▸ **EXERCISE DIRECTIONS**:
Each record needs to be transcribed exactly.

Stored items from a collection
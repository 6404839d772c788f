//! Request and response bodies for the battle endpoints.

use serde::{Deserialize, Serialize};
use utoipa::ToSchema;
use uuid::Uuid;
use validator::{Validate, ValidationErrors};

use crate::{dto::validation::validate_event_type, services::grading::Grade};

/// Body of `POST /battle/start`.
#[derive(Debug, Default, Deserialize, ToSchema)]
pub struct StartRunRequest {
    /// Optional client-chosen seed for the battle script; the server rolls
    /// one when absent.
    #[serde(default)]
    pub seed: Option<i64>,
}

/// Successful `POST /battle/start` response.
#[derive(Debug, Serialize, ToSchema)]
pub struct StartRunResponse {
    /// Store-assigned identifier of the new run.
    pub run_id: Uuid,
}

/// Body of `POST /battle/event`.
#[derive(Debug, Deserialize, ToSchema)]
pub struct RunEventRequest {
    /// Run this event belongs to.
    pub run_id: Uuid,
    /// Free-form short action tag, e.g. `tap` or `combo_break`.
    pub event_type: String,
    /// Opaque structured payload stored alongside the event.
    #[serde(default)]
    pub payload: Option<serde_json::Value>,
}

impl Validate for RunEventRequest {
    fn validate(&self) -> Result<(), ValidationErrors> {
        let mut errors = ValidationErrors::new();
        if let Err(e) = validate_event_type(&self.event_type) {
            errors.add("event_type", e);
        }

        if errors.is_empty() { Ok(()) } else { Err(errors) }
    }
}

/// Acknowledgement body shared by the event endpoint.
#[derive(Debug, Serialize, ToSchema)]
pub struct OkResponse {
    /// Always `true`.
    pub ok: bool,
}

impl OkResponse {
    /// The one acknowledged shape.
    pub fn acknowledged() -> Self {
        Self { ok: true }
    }
}

/// Body of `POST /battle/finish`: the client's raw end-of-run telemetry.
///
/// Everything here is untrusted and passes the telemetry validator before any
/// state changes.
#[derive(Debug, Clone, Deserialize, ToSchema)]
pub struct FinishRunRequest {
    /// Run being finished.
    pub run_id: Uuid,
    /// Whether the client claims the boss was defeated.
    pub victory: bool,
    /// Client-reported battle duration in seconds.
    pub duration_seconds: f64,
    /// Landed hits.
    #[serde(default)]
    pub hits: u32,
    /// Critical hits among the landed hits.
    #[serde(default)]
    pub crits: u32,
    /// Blocked boss attacks.
    #[serde(default)]
    pub blocks: u32,
    /// Best combo streak reached.
    #[serde(default)]
    pub max_combo: u32,
    /// Total damage dealt.
    #[serde(default)]
    pub total_damage: u32,
    /// Client-computed DPS. Accepted for wire compatibility and then
    /// discarded; the server always recomputes it.
    #[serde(default)]
    pub dps: Option<f64>,
}

/// Successful `POST /battle/finish` response.
#[derive(Debug, Serialize, ToSchema)]
pub struct FinishRunResponse {
    /// Always `true`.
    pub ok: bool,
    /// Letter grade for the run.
    pub grade: Grade,
    /// Shells awarded; zero on defeat.
    pub reward: u32,
}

▸ **EXPECTED OUTPUT**:
repository 6404839d772c788f
//! Request and response bodies for the battle endpoints.

use serde::{Deserialize, Serialize};
use utoipa::ToSchema;
use uuid::Uuid;
use validator::{Validate, ValidationErrors};

use crate::{dto::validation::validate_event_type, services::grading::Grade};

/// Body of `POST /battle/start`.
#[derive(Debug, Default, Deserialize, ToSchema)]
pub struct StartRunRequest {
    /// Optional client-chosen seed for the battle script; the server rolls
    /// one when absent.
    #[serde(default)]
    pub seed: Option<i64>,
}

/// Successful `POST /battle/start` response.
#[derive(Debug, Serialize, ToSchema)]
pub struct StartRunResponse {
    /// Store-assigned identifier of the new run.
    pub run_id: Uuid,
}

/// Body of `POST /battle/event`.
#[derive(Debug, Deserialize, ToSchema)]
pub struct RunEventRequest {
    /// Run this event belongs to.
    pub run_id: Uuid,
    /// Free-form short action tag, e.g. `tap` or `combo_break`.
    pub event_type: String,
    /// Opaque structured payload stored alongside the event.
    #[serde(default)]
    pub payload: Option<serde_json::Value>,
}

impl Validate for RunEventRequest {
    fn validate(&self) -> Result<(), ValidationErrors> {
        let mut errors = ValidationErrors::new();
        if let Err(e) = validate_event_type(&self.event_type) {
            errors.add("event_type", e);
        }

        if errors.is_empty() { Ok(()) } else { Err(errors) }
    }
}

/// Acknowledgement body shared by the event endpoint.
#[derive(Debug, Serialize, ToSchema)]
pub struct OkResponse {
    /// Always `true`.
    pub ok: bool,
}

impl OkResponse {
    /// The one acknowledged shape.
    pub fn acknowledged() -> Self {
        Self { ok: true }
    }
}

/// Body of `POST /battle/finish`: the client's raw end-of-run telemetry.
///
/// Everything here is untrusted and passes the telemetry validator before any
/// state changes.
#[derive(Debug, Clone, Deserialize, ToSchema)]
pub struct FinishRunRequest {
    /// Run being finished.
    pub run_id: Uuid,
    /// Whether the client claims the boss was defeated.
    pub victory: bool,
    /// Client-reported battle duration in seconds.
    pub duration_seconds: f64,
    /// Landed hits.
    #[serde(default)]
    pub hits: u32,
    /// Critical hits among the landed hits.
    #[serde(default)]
    pub crits: u32,
    /// Blocked boss attacks.
    #[serde(default)]
    pub blocks: u32,
    /// Best combo streak reached.
    #[serde(default)]
    pub max_combo: u32,
    /// Total damage dealt.
    #[serde(default)]
    pub total_damage: u32,
    /// Client-computed DPS. Accepted for wire compatibility and then
    /// discarded; the server always recomputes it.
    #[serde(default)]
    pub dps: Option<f64>,
}

/// Successful `POST /battle/finish` response.
#[derive(Debug, Serialize, ToSchema)]
pub struct FinishRunResponse {
    /// Always `true`.
    pub ok: bool,
    /// Letter grade for the run.
    pub grade: Grade,
    /// Shells awarded; zero on defeat.
    pub reward: u32,
}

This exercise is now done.